§ Entries provided:
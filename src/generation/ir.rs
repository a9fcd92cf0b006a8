//! Intermediate representation handed from the resolvers to the renderers.
//!
//! Every record here is a plain value: the resolvers build them once per run
//! and nothing mutates them afterwards. Renderers only read them.

use serde::Serialize;
use std::collections::BTreeSet;

use crate::generation::{ClientMode, HttpMethod};

/// Target primitive produced by the OpenAPI type table
#[derive(Debug, Clone, Copy, PartialEq, Eq, Hash, Serialize)]
#[serde(rename_all = "snake_case")]
pub enum PrimitiveType {
    Str,
    Int,
    Float,
    Bool,
    Date,
    DateTime,
    Bytes,
    Dict,
}

impl PrimitiveType {
    /// Map an OpenAPI `type` token. `None` for tokens outside the table.
    pub fn from_type_token(token: &str) -> Option<Self> {
        match token {
            "string" => Some(PrimitiveType::Str),
            "integer" => Some(PrimitiveType::Int),
            "number" => Some(PrimitiveType::Float),
            "boolean" => Some(PrimitiveType::Bool),
            "object" => Some(PrimitiveType::Dict),
            _ => None,
        }
    }

    /// Map a string `format` through the format table
    pub fn from_string_format(format: &str) -> Self {
        match format {
            "date" => PrimitiveType::Date,
            "date-time" => PrimitiveType::DateTime,
            "byte" => PrimitiveType::Bytes,
            _ => PrimitiveType::Str,
        }
    }
}

/// Comparator tag attached to a numeric bound
#[derive(Debug, Clone, Copy, PartialEq, Eq, Serialize)]
#[serde(rename_all = "lowercase")]
pub enum Comparator {
    Gt,
    Ge,
    Lt,
    Le,
}

/// One side of a numeric range
#[derive(Debug, Clone, PartialEq, Serialize)]
pub struct Bound {
    pub value: serde_json::Number,
    pub comparator: Comparator,
}

#[derive(Debug, Clone, Default, PartialEq, Serialize)]
pub struct StringConstraints {
    pub min_length: Option<u64>,
    pub max_length: Option<u64>,
}

#[derive(Debug, Clone, Default, PartialEq, Serialize)]
pub struct NumberConstraints {
    pub lower: Option<Bound>,
    pub upper: Option<Bound>,
    pub multiple_of: Option<serde_json::Number>,
}

/// Classification of a single property schema
#[derive(Debug, Clone, PartialEq, Serialize)]
#[serde(tag = "kind", rename_all = "snake_case")]
pub enum SchemaTypeKind {
    Primitive {
        primitive: PrimitiveType,
    },
    ConstrainedString {
        constraints: StringConstraints,
    },
    ConstrainedInteger {
        constraints: NumberConstraints,
    },
    ConstrainedNumber {
        constraints: NumberConstraints,
    },
    Array {
        items: Box<SchemaTypeKind>,
    },
    /// Reference to another model. `forward` is set when the target is emitted
    /// after the model holding the reference.
    Reference {
        name: String,
        forward: bool,
    },
    Enum {
        name: String,
    },
    /// Item kind of a generic sequence
    Unknown,
}

impl SchemaTypeKind {
    pub fn primitive(primitive: PrimitiveType) -> Self {
        SchemaTypeKind::Primitive { primitive }
    }

    pub fn reference(name: impl Into<String>) -> Self {
        SchemaTypeKind::Reference {
            name: name.into(),
            forward: false,
        }
    }

    /// Name of the model this kind points at, looking through arrays
    pub fn referenced_model(&self) -> Option<&str> {
        match self {
            SchemaTypeKind::Reference { name, .. } => Some(name),
            SchemaTypeKind::Array { items } => items.referenced_model(),
            _ => None,
        }
    }

    /// Rewrite the referenced model name, looking through arrays
    pub(crate) fn map_reference(&mut self, f: &mut impl FnMut(&str, &mut bool) -> Option<String>) {
        match self {
            SchemaTypeKind::Reference { name, forward } => {
                if let Some(renamed) = f(name, forward) {
                    *name = renamed;
                }
            }
            SchemaTypeKind::Array { items } => items.map_reference(f),
            _ => {}
        }
    }
}

/// Read/write visibility of a field
#[derive(Debug, Clone, Copy, Default, PartialEq, Eq, Serialize)]
#[serde(rename_all = "snake_case")]
pub enum Visibility {
    #[default]
    Standard,
    ReadOnly,
    WriteOnly,
}

#[derive(Debug, Clone, PartialEq, Serialize)]
pub struct Field {
    /// Identifier used in generated code
    pub name: String,
    /// Property name as it appears on the wire
    pub wire_name: String,
    pub kind: SchemaTypeKind,
    pub optional: bool,
    pub nullable: bool,
    pub visibility: Visibility,
}

impl Field {
    pub fn needs_alias(&self) -> bool {
        self.name != self.wire_name
    }

    /// Required and non-nullable: present on the wire but never null
    pub fn rejects_null(&self) -> bool {
        !self.optional && !self.nullable
    }
}

#[derive(Debug, Clone, Copy, PartialEq, Eq, Serialize)]
#[serde(rename_all = "snake_case")]
pub enum ValidatorKind {
    RejectNull,
}

/// Construction-time check attached to a model field
#[derive(Debug, Clone, PartialEq, Eq, Serialize)]
pub struct Validator {
    pub field: String,
    pub function_name: String,
    pub kind: ValidatorKind,
}

impl Validator {
    pub fn reject_null(field: &str) -> Self {
        Self {
            field: field.to_string(),
            function_name: format!("optional_{field}"),
            kind: ValidatorKind::RejectNull,
        }
    }
}

/// Derived request/response variant of a model with visibility-tagged fields
#[derive(Debug, Clone, Copy, PartialEq, Eq, Serialize)]
#[serde(rename_all = "snake_case")]
pub enum ModelVariant {
    Request,
    Response,
}

impl ModelVariant {
    pub fn suffix(&self) -> &'static str {
        match self {
            ModelVariant::Request => "Request",
            ModelVariant::Response => "Response",
        }
    }

    /// Whether a field of the given visibility belongs to this variant
    pub fn includes(&self, visibility: Visibility) -> bool {
        matches!(
            (self, visibility),
            (_, Visibility::Standard)
                | (ModelVariant::Request, Visibility::WriteOnly)
                | (ModelVariant::Response, Visibility::ReadOnly)
        )
    }
}

#[derive(Debug, Clone, PartialEq, Eq, Serialize)]
#[serde(tag = "origin", rename_all = "snake_case")]
pub enum ModelOrigin {
    Component { schema: String },
    QueryParameters { operation_id: String },
}

#[derive(Debug, Clone, PartialEq, Serialize)]
pub struct ModelDef {
    pub name: String,
    pub fields: Vec<Field>,
    pub validators: Vec<Validator>,
    /// Position in the emitted order; referenced models get lower values
    pub order_index: usize,
    pub variant: Option<ModelVariant>,
    pub origin: ModelOrigin,
}

impl ModelDef {
    /// Whether any field carries read-only or write-only visibility
    pub fn has_split_visibility(&self) -> bool {
        self.fields
            .iter()
            .any(|field| field.visibility != Visibility::Standard)
    }

    /// Names of the models referenced by this model's fields, in field order
    pub fn references(&self) -> impl Iterator<Item = &str> {
        self.fields
            .iter()
            .filter_map(|field| field.kind.referenced_model())
    }

    pub fn field(&self, name: &str) -> Option<&Field> {
        self.fields.iter().find(|field| field.name == name)
    }
}

#[derive(Debug, Clone, PartialEq, Serialize)]
pub struct EnumMember {
    pub identifier: String,
    pub value: serde_json::Value,
}

#[derive(Debug, Clone, PartialEq, Serialize)]
pub struct EnumDef {
    pub name: String,
    pub members: Vec<EnumMember>,
}

impl EnumDef {
    /// Literal values in declaration order
    pub fn values(&self) -> Vec<&serde_json::Value> {
        self.members.iter().map(|member| &member.value).collect()
    }
}

/// Type of a request body, response body, or parameter
#[derive(Debug, Clone, PartialEq, Serialize)]
#[serde(tag = "shape", rename_all = "snake_case")]
pub enum TypeRef {
    Model { name: String },
    ModelList { name: String },
    Primitive { primitive: PrimitiveType },
    PrimitiveList { primitive: PrimitiveType },
    Map { value: PrimitiveType },
    Any,
}

impl TypeRef {
    /// Model symbol the client artifact must import for this type
    pub fn model_name(&self) -> Option<&str> {
        match self {
            TypeRef::Model { name } | TypeRef::ModelList { name } => Some(name),
            _ => None,
        }
    }

    pub(crate) fn rename_model(&mut self, renamed: String) {
        if let TypeRef::Model { name } | TypeRef::ModelList { name } = self {
            *name = renamed;
        }
    }
}

#[derive(Debug, Clone, PartialEq, Serialize)]
pub struct PathParam {
    pub name: String,
    pub wire_name: String,
    pub primitive: PrimitiveType,
}

/// The four shapes a generated call can take
#[derive(Debug, Clone, Copy, PartialEq, Eq, Serialize)]
#[serde(rename_all = "snake_case")]
pub enum CallShape {
    Static,
    StaticWithQuery,
    Template,
    TemplateWithQuery,
}

impl CallShape {
    pub fn select(has_path_params: bool, has_query_model: bool) -> Self {
        match (has_path_params, has_query_model) {
            (false, false) => CallShape::Static,
            (false, true) => CallShape::StaticWithQuery,
            (true, false) => CallShape::Template,
            (true, true) => CallShape::TemplateWithQuery,
        }
    }

    pub fn is_template(&self) -> bool {
        matches!(self, CallShape::Template | CallShape::TemplateWithQuery)
    }

    pub fn has_query(&self) -> bool {
        matches!(self, CallShape::StaticWithQuery | CallShape::TemplateWithQuery)
    }
}

#[derive(Debug, Clone, PartialEq, Serialize)]
pub struct OperationDef {
    pub operation_id: String,
    pub tag: String,
    pub function_name: String,
    pub http_method: HttpMethod,
    /// URL path with `{tokens}` already rewritten to parameter names
    pub url_template: String,
    pub path_params: Vec<PathParam>,
    pub query_model: Option<String>,
    pub body: Option<TypeRef>,
    /// `None` means no declared response type
    pub response: Option<TypeRef>,
    pub call_shape: CallShape,
    pub mode: ClientMode,
    pub summary: Option<String>,
    pub deprecated: bool,
}

/// Symbols the models artifact depends on
#[derive(Debug, Clone, Default, PartialEq, Eq, Serialize)]
pub struct ModelImports {
    pub date: bool,
    pub datetime: bool,
    pub enums: bool,
    pub optional: bool,
    pub list: bool,
    pub any: bool,
    pub field: bool,
    pub validator: bool,
    pub constr: bool,
    pub conint: bool,
    pub confloat: bool,
    pub forward_refs: bool,
}

/// Symbols the client artifact depends on
#[derive(Debug, Clone, Default, PartialEq, Eq, Serialize)]
pub struct ClientImports {
    /// Model and query-container names imported from the models artifact
    pub models: BTreeSet<String>,
    pub list: bool,
    pub dict: bool,
    pub any: bool,
    pub date: bool,
    pub datetime: bool,
    /// Some body or query container is sent through its JSON form
    pub json: bool,
    /// Some operation takes a query container
    pub query: bool,
}

/// Everything a renderer needs, already ordered
#[derive(Debug, Clone, PartialEq, Serialize)]
pub struct GenerationPlan {
    pub base_url: String,
    pub mode: ClientMode,
    pub enums: Vec<EnumDef>,
    pub models: Vec<ModelDef>,
    pub operations: Vec<OperationDef>,
    pub model_imports: ModelImports,
    pub client_imports: ClientImports,
}

impl GenerationPlan {
    pub fn model(&self, name: &str) -> Option<&ModelDef> {
        self.models.iter().find(|model| model.name == name)
    }

    pub fn enum_def(&self, name: &str) -> Option<&EnumDef> {
        self.enums.iter().find(|enum_def| enum_def.name == name)
    }

    pub fn operation(&self, function_name: &str) -> Option<&OperationDef> {
        self.operations
            .iter()
            .find(|operation| operation.function_name == function_name)
    }
}
#[cfg(test)]
mod tests {
    use super::*;
    use crate::infrastructure::openapi::ParameterLocation;
    use serde_json::json;

    #[test]
    fn test_missing_paths_is_fatal() {
        let parser = OpenApiParser::new(json!({
            "openapi": "3.0.0",
            "components": { "schemas": {} }
        }));
        assert!(matches!(
            parser.parse(),
            Err(GenerationError::MissingRoot("paths"))
        ));
    }

    #[test]
    fn test_missing_schemas_is_fatal() {
        let parser = OpenApiParser::new(json!({ "openapi": "3.0.0", "paths": {} }));
        let error = parser.parse().unwrap_err();
        assert!(matches!(error, GenerationError::MissingRoot("components.schemas")));
        assert!(error.to_string().contains("components.schemas"));
    }

    #[test]
    fn test_ref_resolution() {
        let parser = OpenApiParser::new(json!({
            "openapi": "3.0.0",
            "info": { "title": "Test API", "version": "1.0.0" },
            "paths": {
                "/pets/{petId}": {
                    "get": {
                        "operationId": "getPet",
                        "parameters": [
                            { "$ref": "#/components/parameters/PetId" }
                        ],
                        "requestBody": { "$ref": "#/components/requestBodies/PetBody" },
                        "responses": {
                            "200": { "$ref": "#/components/responses/PetResponse" }
                        }
                    }
                }
            },
            "components": {
                "schemas": {
                    "Pet": {
                        "type": "object",
                        "properties": { "name": { "type": "string" } }
                    }
                },
                "parameters": {
                    "PetId": {
                        "name": "petId",
                        "in": "path",
                        "required": true,
                        "schema": { "type": "integer", "format": "int64" }
                    }
                },
                "requestBodies": {
                    "PetBody": {
                        "required": true,
                        "content": {
                            "application/json": {
                                "schema": { "$ref": "#/components/schemas/Pet" }
                            }
                        }
                    }
                },
                "responses": {
                    "PetResponse": {
                        "description": "A pet",
                        "content": {
                            "application/json": {
                                "schema": { "$ref": "#/components/schemas/Pet" }
                            }
                        }
                    }
                }
            }
        }));

        let spec = parser.parse().unwrap();
        assert_eq!(spec.info.as_ref().unwrap().title, "Test API");
        assert_eq!(spec.operations.len(), 1);

        let operation = &spec.operations[0];
        assert_eq!(operation.id.as_deref(), Some("getPet"));
        assert_eq!(operation.parameters[0].name, "petId");
        assert_eq!(operation.parameters[0].location, ParameterLocation::Path);

        let body = operation.request_body.as_ref().unwrap();
        assert!(body.required);
        assert_eq!(
            body.json().unwrap().schema.as_ref().unwrap().reference.as_deref(),
            Some("#/components/schemas/Pet")
        );

        let response = &operation.responses["200"];
        assert_eq!(response.description.as_deref(), Some("A pet"));
        assert!(response.json().is_some());
    }

    #[test]
    fn test_unresolved_parameter_reference() {
        let parser = OpenApiParser::new(json!({
            "openapi": "3.0.0",
            "paths": {
                "/pets": {
                    "get": {
                        "parameters": [{ "$ref": "#/components/parameters/Missing" }],
                        "responses": {}
                    }
                }
            },
            "components": { "schemas": {} }
        }));

        assert!(matches!(
            parser.parse(),
            Err(GenerationError::UnresolvedReference(_))
        ));
    }

    #[test]
    fn test_path_level_parameters_are_merged() {
        let parser = OpenApiParser::new(json!({
            "openapi": "3.0.0",
            "paths": {
                "/users/{userId}": {
                    "parameters": [
                        { "name": "userId", "in": "path", "required": true, "schema": { "type": "string" } },
                        { "name": "verbose", "in": "query", "schema": { "type": "boolean" } }
                    ],
                    "get": {
                        "operationId": "getUser",
                        "parameters": [
                            { "name": "userId", "in": "path", "required": true, "schema": { "type": "integer" } }
                        ],
                        "responses": {}
                    }
                }
            },
            "components": { "schemas": {} }
        }));

        let spec = parser.parse().unwrap();
        let parameters = &spec.operations[0].parameters;
        assert_eq!(parameters.len(), 2);
        assert_eq!(parameters[0].name, "verbose");
        assert_eq!(parameters[1].name, "userId");
        assert_eq!(
            parameters[1].schema.as_ref().unwrap().primary_type(),
            Some("integer")
        );
    }

    #[test]
    fn test_operations_keep_document_order() {
        let parser = OpenApiParser::new(json!({
            "openapi": "3.0.0",
            "servers": [{ "url": "https://petstore.example.com/v3/" }],
            "paths": {
                "/pet": {
                    "summary": "Pets",
                    "put": { "operationId": "updatePet", "responses": {} },
                    "post": { "operationId": "addPet", "responses": {} }
                },
                "/pet/findByStatus": {
                    "get": { "operationId": "findPetsByStatus", "responses": {} }
                }
            },
            "components": { "schemas": {} }
        }));

        let spec = parser.parse().unwrap();
        let ids: Vec<&str> = spec
            .operations
            .iter()
            .filter_map(|operation| operation.id.as_deref())
            .collect();
        assert_eq!(ids, vec!["updatePet", "addPet", "findPetsByStatus"]);
        assert_eq!(spec.operations[0].method, HttpMethod::Put);
        assert_eq!(spec.server_url(), Some("https://petstore.example.com/v3/"));
    }

    #[test]
    fn test_invalid_schema_names_its_location() {
        let parser = OpenApiParser::new(json!({
            "openapi": "3.0.0",
            "paths": {},
            "components": { "schemas": { "Pet": { "required": "name" } } }
        }));

        let error = parser.parse().unwrap_err();
        assert!(error.to_string().contains("components.schemas.Pet"));
    }

    #[test]
    fn test_detect_format() {
        assert_eq!(DocumentFormat::detect("petstore.json", None), DocumentFormat::Json);
        assert_eq!(DocumentFormat::detect("petstore.yml", None), DocumentFormat::Yaml);
        assert_eq!(
            DocumentFormat::detect("https://api.test/spec", Some("application/x-yaml")),
            DocumentFormat::Yaml
        );
        assert_eq!(DocumentFormat::detect("spec", Some("text/plain")), DocumentFormat::Unknown);
    }

    #[test]
    fn test_decode_document_keeps_yaml_mapping_order() {
        let yaml = "paths:\n  /zebra: {}\n  /apple: {}\n";
        let value = decode_document(yaml, DocumentFormat::Unknown).unwrap();
        let keys: Vec<&String> = value["paths"].as_object().unwrap().keys().collect();
        assert_eq!(keys, vec!["/zebra", "/apple"]);

        assert!(decode_document("{ not json", DocumentFormat::Json).is_err());
    }
}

§ Exercise description: How many lines of the listing above include the word "depends"? Reply with the number alone.

§ Exercise response: 2